Texte grec et traduction - Traduction seule

 

 

 

Sophocle

 

 

ÉLECTRE

 

 

 

 

 INTRODUCTION

 

 

 

 

 LE MYTHE D'ÉLECTRE

 

    La plus célèbre des Électre est la fille d'Agamemnon et de Clytemnestre ; elle a été immortalisée par les poètes tragiques Euripide et Sophocle. Épargnée lors de l'assassinat d'Agamemnon par Clytemnestre et Égisthe, elle réussit également à sauver son tout jeune frère Oreste, en le cachant sous sa robe et en le portant hors de la ville de Mycènes, à un vieux précepteur de son père. Selon une des versions, Electre avait été fiancée peu avant le meurtre avec Castor. Mais Égisthe, craignant qu'elle ne donnât naissance à un fils qui vengerait un jour son grand-père, la confia à un paysan mycénien, qui, dit-on, ne consomma pas le mariage. Électre vécut longtemps dans la pauvreté et la solitude.
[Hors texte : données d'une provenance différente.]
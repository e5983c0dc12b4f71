//! Remote Transport Module
//!
//! Moves work-manager operations between nodes.
//!
//! ## Submodules
//! - **`protocol`**: the numeric operation-id table and per-operation codecs.
//! - **`channel`**: the group-communication substrate contract.
//! - **`remote`**: [`Transport`] implemented on top of any substrate.
//! - **`udp`**: substrate over UDP with gossip membership.
//! - **`loopback`**: in-process substrate for tests and simulations.

pub mod channel;
pub mod loopback;
pub mod protocol;
pub mod remote;
pub mod udp;


use crate::error::WorkError;
use crate::executor::types::Work;
use crate::membership::types::NodeId;
use crate::workmanager::manager::DistributedWorkManager;
use crate::workmanager::notification::NotificationListener;
use crate::workmanager::statistics::Counter;

use async_trait::async_trait;
use std::sync::{Arc, Weak};
use std::time::Duration;

/// Operations the work manager issues towards other nodes.
///
/// Request/response operations honour the configured call timeout. The
/// capacity updates and statistics deltas are one-way broadcasts: they return
/// immediately and delivery is best-effort.
#[async_trait]
pub trait Transport: Send + Sync {
    /// Gives the transport the manager that serves inbound requests.
    fn attach(&self, manager: Weak<DistributedWorkManager>);

    /// Capability check: transports that track cluster events return themselves.
    fn as_listener(self: Arc<Self>) -> Option<Arc<dyn NotificationListener>> {
        None
    }

    /// Connects to the group and announces this node.
    async fn start(&self) -> Result<(), WorkError>;

    /// Announces departure and disconnects.
    async fn stop(&self);

    async fn ping(&self, node: &NodeId) -> Result<Duration, WorkError>;

    async fn do_work(&self, node: &NodeId, work: Work) -> Result<(), WorkError>;

    /// Returns the remote start delay in ms.
    async fn start_work(&self, node: &NodeId, work: Work) -> Result<u64, WorkError>;

    async fn schedule_work(&self, node: &NodeId, work: Work) -> Result<(), WorkError>;

    async fn get_short_running_free(&self, node: &NodeId) -> Result<u64, WorkError>;

    async fn get_long_running_free(&self, node: &NodeId) -> Result<u64, WorkError>;

    fn update_short_running_free(&self, node: &NodeId, free: u64);

    fn update_long_running_free(&self, node: &NodeId, free: u64);

    fn send_delta(&self, origin: &NodeId, counter: Counter);
}
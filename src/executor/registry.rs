//! Work Handler Registry
//!
//! Maps handler names carried by `Work` to executable Rust closures. Every
//! node of a cluster registers the same names so work can run wherever it
//! is placed.

use super::types::*;

use anyhow::Result;
use dashmap::DashMap;
use std::future::Future;
use std::pin::Pin;
use std::sync::Arc;

/// Type alias for a thread-safe, asynchronous work handler function.
pub type WorkHandlerFn =
    Arc<dyn Fn(Work) -> Pin<Box<dyn Future<Output = Result<()>> + Send>> + Send + Sync>;

/// Registry holding the mapping between handler names and their implementation.
pub struct WorkHandlerRegistry {
    handlers: DashMap<String, WorkHandlerFn>,
}

impl WorkHandlerRegistry {
    /// Creates a new, empty registry.
    pub fn new() -> Arc<Self> {
        Arc::new(Self::default())
    }

    /// Registers a new handler function under a specific name.
    pub fn register<F, Fut>(&self, handler_name: &str, handler: F)
    where
        F: Fn(Work) -> Fut + Send + Sync + 'static,
        Fut: Future<Output = Result<()>> + Send + 'static,
    {
        // Box::pin erases the concrete future type so all handlers fit one map.
        let handler_fn: WorkHandlerFn = Arc::new(move |work: Work| {
            Box::pin(handler(work)) as Pin<Box<dyn Future<Output = Result<()>> + Send>>
        });

        self.handlers.insert(handler_name.to_string(), handler_fn);

        tracing::info!("Registered work handler: {}", handler_name);
    }

    /// Looks up the handler named by the work and runs it.
    ///
    /// # Returns
    /// * `Ok(())` if the handler executed successfully.
    /// * `Err` if the handler failed or if no handler exists for the given name.
    pub async fn execute(&self, work: Work) -> Result<()> {
        // Clone the Arc out so the map shard is not held across the await.
        let handler_fn = self
            .handlers
            .get(&work.handler)
            .map(|entry| entry.value().clone());

        match handler_fn {
            Some(handler_fn) => {
                tracing::debug!(
                    "Executing work {} with handler '{}'",
                    work.id.0,
                    work.handler
                );
                handler_fn(work).await
            }
            None => {
                let error = format!("Unknown work handler: {}", work.handler);
                tracing::error!("{}", error);
                Err(anyhow::anyhow!(error))
            }
        }
    }

    /// Returns a list of all registered handler names.
    pub fn list_handlers(&self) -> Vec<String> {
        self.handlers
            .iter()
            .map(|entry| entry.key().clone())
            .collect()
    }

    pub fn has_handler(&self, handler_name: &str) -> bool {
        self.handlers.contains_key(handler_name)
    }

    pub fn handler_count(&self) -> usize {
        self.handlers.len()
    }
}

impl Default for WorkHandlerRegistry {
    fn default() -> Self {
        Self {
            handlers: DashMap::new(),
        }
    }
}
Mais un jour qu'elle était venue se recueillir sur la tombe de son père, Oreste vint auprès d'elle et se fit reconnaître. Ils décidèrent avec Pylade de tuer Clytemnestre et Égisthe. Oreste et Pylade se dirigèrent vers le palais et annoncèrent la fausse nouvelle qu'Oreste était mort. Ayant pu pénétrer dans le palais, à la faveur de la joyeuse émotion suscitée par cette nouvelle, ils tuèrent Clytemnestre et Égisthe. Mais Électre n'abandonna pas son frère sans cesse tourmenté par les Érinyes et elle le protégea de la colère de son peuple, qui lui reprochait son matricide. Un jour parvint à Mycènes la nouvelle qu'Oreste et Pylade avaient été sacrifiés sur l'autel d'Artémis en Tauride. Aussitôt, Alétès, le fils d'Égisthe, monta sur le trône de Mycènes, et Électre alla consulter l'oracle pour en savoir davantage. Elle rencontra alors à Delphes Iphigénie, sa sœur (ce qu'elle ignorait), qui affirma qu'elle était la prêtresse qui avait immolé les deux hommes, dont Oreste, son frère. Électre, dans sa fureur, saisit un brandon et allait brûler les yeux de sa sœur quand Oreste apparut, et tous les trois purent retourner dans la joie à Mycènes. Oreste tua Alétès et épousa Hermione. Électre se maria avec Pylade et donna le jour à deux fils, Mιdon et Strophios.

 

 

 

 

 

 LA TRAGÉDIE DE SOPHOCLE

 

 

 Résumé

Le thème de l'Électre de Sophocle qui se rapporte - comme Ajax et Philoctète - aux légendes troyennes, est celui-là même qui fut traité par Eschyle dans ses Choéphores. Une différence notable toutefois : c'est Électre et non plus Oreste, qui est au coeur de l'intrigue. La scène se passe devant le palais des Atrides. Contrairement à la tragédie d'Eschyle, il n'est pas fait mention de la tombe d'Agamemnon.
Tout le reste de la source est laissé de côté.